It’s the building block. It’s the foundation of everything we do for Ol’ Thunder’s feet. It’s a basic trim.

Contrary to current wisdom, there are only two kinds of trims. BAD trims and GOOD ones.  I know, I know, all the rage is “barefoot trims”, which are supposed to be really good trims and somewhat special. Back in the day, we just called them Good Trims!

What IS trimming a horse’s hoof, anyway? Trimming is nothing more or less than cutting away excess hoof that isn’t needed, much like trimming our own fingernails. Trimming is shaping Thunder’s feet to be pleasing to the eye and to sculpt his feet in such a way as to get rid of distortions, and flares. Last, but certainly not least is rounding the edges of Thunder’s hoof wall to avoid chipping and splitting.

A good trim is balanced, level from front to back and side to side. Good trims aren’t wavey on the bottom of the foot and there are no heel crowns or long blooping toes shaped like boat paddles.

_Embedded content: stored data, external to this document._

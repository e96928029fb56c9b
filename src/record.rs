//! In-memory model of one scanned video and its metadata.

use nfoforge_common::paths::SidecarPaths;
use nfoforge_common::{FileLayout, HdrClass, SidecarStatus, VideoCategory};
use serde::{Deserialize, Serialize};
use std::collections::BTreeMap;
use std::path::{Path, PathBuf};

/// Provider key of the default `uniqueid`.
pub const TMDB_ID_KEY: &str = "tmdb";

#[derive(Debug, Clone, Default, PartialEq, Serialize, Deserialize)]
pub struct Rating {
    pub score: f64,
    pub votes: u64,
}

#[derive(Debug, Clone, Default, PartialEq, Eq, Serialize, Deserialize)]
pub struct Actor {
    pub name: String,
    pub role: String,
    /// Billing order.
    pub order: u32,
    /// Absolute URL of the profile image, empty when unknown.
    pub thumb: String,
}

/// Descriptive metadata of a movie or show, as stored in its NFO.
#[derive(Debug, Clone, Default, PartialEq, Serialize, Deserialize)]
pub struct MetadataDetail {
    pub title: String,
    pub original_title: String,
    pub rating: Rating,
    pub plot: String,
    /// Provider name to provider id, e.g. `tmdb => 603`.
    pub unique_ids: BTreeMap<String, String>,
    pub genres: Vec<String>,
    pub countries: Vec<String>,
    /// Writer credits.
    pub credits: Vec<String>,
    pub director: String,
    pub premiered: String,
    pub studios: Vec<String>,
    pub actors: Vec<Actor>,
    /// Movie-set name for movies discovered inside a set directory.
    pub set_name: Option<String>,

    // TV only
    pub season_number: u32,
    pub is_ended: bool,
    /// Episode files in playback order.
    pub episode_paths: Vec<PathBuf>,
    /// Episodes whose NFO is present and well-formed.
    pub episode_nfo_count: usize,
}

impl MetadataDetail {
    /// Drop the list fields a scrape rebuilds from scratch.
    pub fn clear_lists(&mut self) {
        self.genres.clear();
        self.countries.clear();
        self.credits.clear();
        self.studios.clear();
        self.actors.clear();
    }
}

/// One physical video asset and the state of its sidecar files.
#[derive(Debug, Clone, PartialEq, Serialize, Deserialize)]
pub struct VideoRecord {
    pub category: VideoCategory,
    /// The video file, or the show directory for TV.
    pub path: PathBuf,
    pub layout: FileLayout,
    pub hdr: HdrClass,
    pub nfo_status: SidecarStatus,
    pub poster_status: SidecarStatus,
    pub fanart_status: SidecarStatus,
    pub clearlogo_status: SidecarStatus,
    pub sidecars: SidecarPaths,
    pub detail: MetadataDetail,
}

impl VideoRecord {
    /// A movie (or movie-set member) record for `video`.
    pub fn movie(category: VideoCategory, video: &Path, layout: FileLayout) -> Self {
        Self::with_sidecars(category, video, layout, SidecarPaths::for_movie(video))
    }

    /// A TV show record for `show_dir` with its ordered episode files.
    pub fn show(show_dir: &Path, episodes: Vec<PathBuf>) -> Self {
        let mut record = Self::with_sidecars(
            VideoCategory::TvShow,
            show_dir,
            FileLayout::InFolder,
            SidecarPaths::for_show(show_dir),
        );
        record.detail.season_number = 1;
        record.detail.episode_paths = episodes;
        record
    }

    fn with_sidecars(
        category: VideoCategory,
        path: &Path,
        layout: FileLayout,
        sidecars: SidecarPaths,
    ) -> Self {
        Self {
            category,
            path: path.to_path_buf(),
            layout,
            hdr: HdrClass::Unknown,
            nfo_status: SidecarStatus::Missing,
            poster_status: SidecarStatus::Missing,
            fanart_status: SidecarStatus::Missing,
            clearlogo_status: SidecarStatus::Missing,
            sidecars,
            detail: MetadataDetail::default(),
        }
    }

    pub fn is_tv(&self) -> bool {
        self.category == VideoCategory::TvShow
    }

    /// The file whose streams decide the HDR class: the movie itself or the
    /// first episode of a show.
    pub fn hdr_source(&self) -> Option<&Path> {
        if self.is_tv() {
            self.detail.episode_paths.first().map(PathBuf::as_path)
        } else {
            Some(&self.path)
        }
    }

    /// The TMDB id stored in the record's NFO, if any.
    pub fn tmdb_id(&self) -> Option<&str> {
        self.detail
            .unique_ids
            .get(TMDB_ID_KEY)
            .map(String::as_str)
            .filter(|id| !id.is_empty())
    }

    /// NFO and poster both matched, and for TV every episode has its NFO.
    pub fn is_meta_completed(&self) -> bool {
        let base = self.nfo_status.is_matched() && self.poster_status.is_matched();
        if self.is_tv() {
            base && self.detail.episode_nfo_count == self.detail.episode_paths.len()
        } else {
            base
        }
    }
}
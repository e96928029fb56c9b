//! FFprobe-based HDR classification.

use crate::{Error, Result};
use nfoforge_common::HdrClass;
use serde::Deserialize;
use std::path::{Path, PathBuf};
use std::process::Command;
use tracing::{debug, warn};

const DOVI_SIDE_DATA: &str = "DOVI configuration record";

#[derive(Debug, Deserialize)]
struct FfprobeOutput {
    #[serde(default)]
    streams: Vec<FfprobeStream>,
}

#[derive(Debug, Deserialize)]
struct FfprobeStream {
    #[serde(default)]
    codec_type: String,
    color_transfer: Option<String>,
    #[serde(default)]
    side_data_list: Vec<FfprobeSideData>,
}

#[derive(Debug, Deserialize)]
struct FfprobeSideData {
    side_data_type: Option<String>,
    dv_profile: Option<i64>,
    dv_bl_signal_compatibility_id: Option<i64>,
}

/// Runs ffprobe against video files and classifies their dynamic range.
#[derive(Debug, Clone)]
pub struct HdrProber {
    ffprobe: PathBuf,
}

impl Default for HdrProber {
    fn default() -> Self {
        Self::new(None)
    }
}

impl HdrProber {
    /// Use `ffprobe` from `PATH` unless an explicit executable is configured.
    pub fn new(ffprobe: Option<PathBuf>) -> Self {
        Self {
            ffprobe: ffprobe.unwrap_or_else(|| PathBuf::from("ffprobe")),
        }
    }

    pub fn ffprobe_path(&self) -> &Path {
        &self.ffprobe
    }

    /// Probe `path` and classify its first video stream.
    pub fn probe(&self, path: &Path) -> Result<HdrClass> {
        if !path.exists() {
            return Err(Error::FileNotFound {
                path: path.to_path_buf(),
            });
        }

        debug!(path = %path.display(), "Probing HDR format");

        let mut target = std::ffi::OsString::from("file:");
        target.push(path.as_os_str());

        let output = Command::new(&self.ffprobe)
            .args([
                "-analyzeduration",
                "200M",
                "-probesize",
                "1G",
                "-threads",
                "0",
                "-v",
                "error",
                "-print_format",
                "json",
                "-show_streams",
                "-show_format",
                "-i",
            ])
            .arg(target)
            .output()
            .map_err(|e| {
                if e.kind() == std::io::ErrorKind::NotFound {
                    Error::tool_not_found(self.ffprobe.display().to_string())
                } else {
                    Error::Io(e)
                }
            })?;

        if !output.status.success() {
            let stderr = String::from_utf8_lossy(&output.stderr);
            return Err(Error::tool_failed("ffprobe", stderr.trim()));
        }

        let json_str = String::from_utf8(output.stdout)
            .map_err(|e| Error::invalid_output("ffprobe", format!("Invalid UTF-8: {}", e)))?;

        classify_json(&json_str)
    }

    /// Like [`probe`](Self::probe), but any failure degrades to [`HdrClass::Sdr`].
    pub fn probe_or_sdr(&self, path: &Path) -> HdrClass {
        match self.probe(path) {
            Ok(class) => class,
            Err(e) => {
                warn!(path = %path.display(), error = %e, "HDR probe failed, assuming SDR");
                HdrClass::Sdr
            }
        }
    }
}

/// Classify an ffprobe JSON report (`-show_streams`).
///
/// Returns [`HdrClass::Unknown`] when the report has no video stream.
pub fn classify_json(json: &str) -> Result<HdrClass> {
    let output: FfprobeOutput = serde_json::from_str(json)?;
    Ok(classify(&output))
}

fn classify(output: &FfprobeOutput) -> HdrClass {
    let Some(video) = output.streams.iter().find(|s| s.codec_type == "video") else {
        return HdrClass::Unknown;
    };

    let dovi = video
        .side_data_list
        .iter()
        .find(|sd| sd.side_data_type.as_deref() == Some(DOVI_SIDE_DATA));

    match dovi {
        Some(sd) => from_dolby_config(
            sd.dv_profile.unwrap_or(-1),
            sd.dv_bl_signal_compatibility_id.unwrap_or(-1),
        ),
        None => from_transfer(video.color_transfer.as_deref().unwrap_or_default()),
    }
}

/// Map a Dolby Vision profile and base-layer compatibility id to a class.
pub fn from_dolby_config(profile: i64, compatibility_id: i64) -> HdrClass {
    match (profile, compatibility_id) {
        (5, _) => HdrClass::DolbyVision,
        (7, _) => HdrClass::Hdr10,
        (8, 1 | 6) => HdrClass::DolbyVisionHdr10,
        (8, 2) => HdrClass::DolbyVisionSdr,
        (8, 4) => HdrClass::DolbyVisionHlg,
        _ => HdrClass::Sdr,
    }
}

/// Map a stream's transfer characteristic tag to a class.
pub fn from_transfer(color_transfer: &str) -> HdrClass {
    match color_transfer {
        "smpte2084" => HdrClass::Hdr10,
        "arib-std-b67" => HdrClass::Hlg,
        _ => HdrClass::Sdr,
    }
}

It takes practice for a farrier to do a good trim. It takes practice to be able to SEE a good trim when it has been done. To make this point, think of this. Rasping or nipping off as little as a quarter inch at the toe will RAISE Thunder’s hoof angle as much as 3 degrees! On the other hand nipping or rasping off his heels will LOWER your horse’s angle by as much as the same amount. Side to side? What if your farrier raised or lowered the sidewall a quarter inch? You guessed it. Thunder would walk crooked, not land flat and put enormous stress on his ligaments.

Next time your farrier comes, take a look. See what he or she does and watch closely. Ask questions. Ask him or her to show you what is happening with your horse’s hooves.

Good farrier work is a team effort! You, your horse and the farrier working together to achieve balance and a thing of beauty!